In today’s competitive marketplace, a tremendous value is being placed on developing a culture of innovation in the workplace. Businesses big and small, from every imaginable sector, realize they must innovate to prosper. But the question is how?

Talking about innovation is the easy part. The real test of an organization’s commitment to innovation and invention is how it prepares its employees to experiment and embrace the inevitable failure that’s critical to getting there.

The reality is that failure is a necessary part of the journey that leads to true innovation, learning and expansion. Building something new is not and should not be easy, and breakthroughs rarely come on the first pass. It takes frequent testing, experimenting – and failing.

Jeff Bezos celebrates the fact that Amazon.com Inc., the company he leads, is the “best place in the world to fail.” But that cultural approach is more than just talk. Amazon has tools and processes in place that empower everyone and anyone to go down a bunch of dark alleys as part of the journey to learn, iterate and invent something new that will better serve our customers.

Whether you work in an early-stage startup environment, a multinational enterprise, a small business or even a government agency, you can implement some of these tools in your workplace to start this culture shift and approach failure in a way that will help breed experimentation and, ultimately, innovation. Here are some ideas.

Create the narrative

Slide decks with slick visuals may be the standard approach to pitching a new idea. However, this style tends to flatten ideas and give licence to gloss over important details and context, while making presentations prone to audience interruptions and groupthink.

Instead, create a narrative. Write your idea down in real words with sentences, verbs and nouns. At Amazon, we shape our narratives in six-page memos that are designed to push better thought and understanding about what’s important, forcing you to confront elements in your head that haven’t been fully baked yet. Why six pages? It’s long enough to tell a short story, but not so long that you get lost in the weeds.

Investing in the narrative breeds deeper, more thoughtful discussions and more confident decision-making. Taking the time to scrutinize and iron out all the hard details up front also enables teams to hit the ground running without the risk of having to deal with unknowns that might impede on their ability to test and iterate.

Failing often

Push yourself and your teams to take chances and experiment with ideas big and small, understanding and accepting that most of them will fail. The learning that comes from this process is invaluable, and the reward is that staff are going to hit an occasional home run that makes up for all those experiments that didn’t work out. That success is going to encourage more rapid innovation and additional experimentation to advance the cycle.

Failing early

True innovation doesn’t wait for perfection. When you fail early, you also learn early, making it more likely that you will avoid bigger failures later on. Get your idea out into the market, test and learn, then continue iterating until you get it right.

Size matters

Work in “two-pizza teams” – teams that are small enough to be fed by two pizzas or less. Big teams can stifle creativity and make it more difficult to make decisions. Smaller teams are more productive and agile, with the ability to experiment, test, fail and learn quickly since everyone is closer to the controls of the thing you are trying to build.

Failing at scale

The size and scope of your failures needs to grow at the same pace as your business growth. Scaling the number of experiments you try from 10 to 100 to 1,000 is going to mean a lot of failure – and that’s okay, because the payoff is a dramatic increase in your organization’s capacity to innovate over the long term.

Know when to pivot

A final key principle is understanding when it’s time to quit. If your experimentation is continually failing, don’t let pride or stubbornness get in the way of pulling the plug and moving on in a new direction.

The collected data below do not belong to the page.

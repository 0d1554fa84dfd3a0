//! Allocation request and result models.
//!
//! A request bundles the three inputs of a TOS allocation. A result is the
//! integer matrix with its row and column targets; it is built fresh per
//! call and never mutated by the engine afterwards.

use serde::{Deserialize, Serialize};

use super::{ColumnSpec, TopicWeight, COLUMN_COUNT};

/// Input container for a TOS allocation.
#[derive(Debug, Clone, PartialEq, Serialize, Deserialize)]
pub struct AllocationRequest {
    /// Total number of test items.
    pub total_items: i64,
    /// Cognitive-level column percentages.
    pub column_spec: ColumnSpec,
    /// Topics (rows) weighted by hours.
    pub topics: Vec<TopicWeight>,
}

impl AllocationRequest {
    /// Creates a request with no topics.
    pub fn new(total_items: i64, column_spec: ColumnSpec) -> Self {
        Self {
            total_items,
            column_spec,
            topics: Vec::new(),
        }
    }

    /// Adds a topic.
    pub fn with_topic(mut self, topic: impl Into<String>, hours: f64) -> Self {
        self.topics.push(TopicWeight::new(topic, hours));
        self
    }

    /// Replaces the topic list.
    pub fn with_topics(mut self, topics: Vec<TopicWeight>) -> Self {
        self.topics = topics;
        self
    }
}

/// Integer allocation of items to topics × cognitive levels.
///
/// For every successful result:
/// - `matrix[i]` sums to `row_targets[i]`
/// - column `j` of `matrix` sums to `col_targets[j]`
/// - `row_targets` and `col_targets` both sum to the total item count
/// - `row_percents` sums to 100 when there is at least one row
#[derive(Debug, Clone, PartialEq, Eq, Serialize, Deserialize)]
pub struct AllocationResult {
    /// Items per topic.
    pub row_targets: Vec<i64>,
    /// Expected items per column.
    pub col_targets: [i64; COLUMN_COUNT],
    /// Items per (topic, column) cell.
    pub matrix: Vec<[i64; COLUMN_COUNT]>,
    /// Each topic's share of 100, independent of the item count.
    pub row_percents: Vec<i64>,
}

impl AllocationResult {
    /// Number of topic rows.
    pub fn row_count(&self) -> usize {
        self.matrix.len()
    }

    /// Total allocated items.
    pub fn total_items(&self) -> i64 {
        self.row_targets.iter().sum()
    }

    /// Sum of the cells in row `i`.
    pub fn row_sum(&self, i: usize) -> i64 {
        self.matrix[i].iter().sum()
    }

    /// Sum of the cells in column `j`.
    pub fn column_sum(&self, j: usize) -> i64 {
        self.matrix.iter().map(|row| row[j]).sum()
    }
}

An example of this is IMRSV Data Labs Inc., an Ottawa-based customer of Amazon Web Services that developed artificial intelligence and machine learning tools to help separated couples understand the potential range of outcomes of divorce litigation. Recognizing that market and regulatory limitations would affect its ability to scale, IMRSV’s staff decided to pivot away from the legal sector altogether and took the lead to experiment with their business model and technology in an effort to reach new customers.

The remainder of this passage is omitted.